§ WHAT YOU WILL DO: Lines in the entries below where the word "varcodec" shows up should each be copied.

Stored dataset items
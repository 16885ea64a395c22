use std::fs::File;
use std::io::BufWriter;

use anyhow::{bail, Context, Result};
use itertools::Itertools;

use varcodec::bcf::{BcfRecords, BcfWriter};
use varcodec::vcf::{VcfRecords, VcfWriter};

fn is_bcf(path: &str) -> bool {
    path.trim_end_matches(".gz").ends_with(".bcf")
}

fn main() -> Result<()> {
    env_logger::init();
    let args = std::env::args().collect_vec();
    if args.len() != 3 {
        bail!("usage: {} <input.vcf|bcf[.gz]> <output.vcf|bcf>", args[0]);
    }
    let input = &args[1];
    let output = &args[2];

    let out = BufWriter::new(
        File::create(output).with_context(|| format!("cannot create {}", output))?,
    );

    match (is_bcf(input), is_bcf(output)) {
        (true, true) => {
            let reader = BcfRecords::from_path(input)?;
            let mut writer = BcfWriter::new(out);
            writer.set_header(reader.header().clone())?;
            for record in reader {
                writer.write_record(&record?)?;
            }
            writer.flush()?;
        }
        (true, false) => {
            let reader = BcfRecords::from_path(input)?;
            let mut writer = VcfWriter::new(out);
            writer.set_header(reader.header().clone())?;
            for record in reader {
                writer.write_record(&record?)?;
            }
            writer.flush()?;
        }
        (false, to_bcf) => {
            // the header may gain auto-inserted entries while records are
            // read, so collect before writing it out
            let mut reader = VcfRecords::from_path(input)?;
            let mut records = Vec::new();
            for record in &mut reader {
                records.push(record?);
            }
            let header = reader.into_header();
            if to_bcf {
                let mut writer = BcfWriter::new(out);
                writer.set_header(header)?;
                for record in &records {
                    writer.write_record(record)?;
                }
                writer.flush()?;
            } else {
                let mut writer = VcfWriter::new(out);
                writer.set_header(header)?;
                for record in &records {
                    writer.write_record(record)?;
                }
                writer.flush()?;
            }
        }
    }
    Ok(())
}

§ OUTPUT BELOW:
use varcodec::bcf::{BcfRecords, BcfWriter};
use varcodec::vcf::{VcfRecords, VcfWriter};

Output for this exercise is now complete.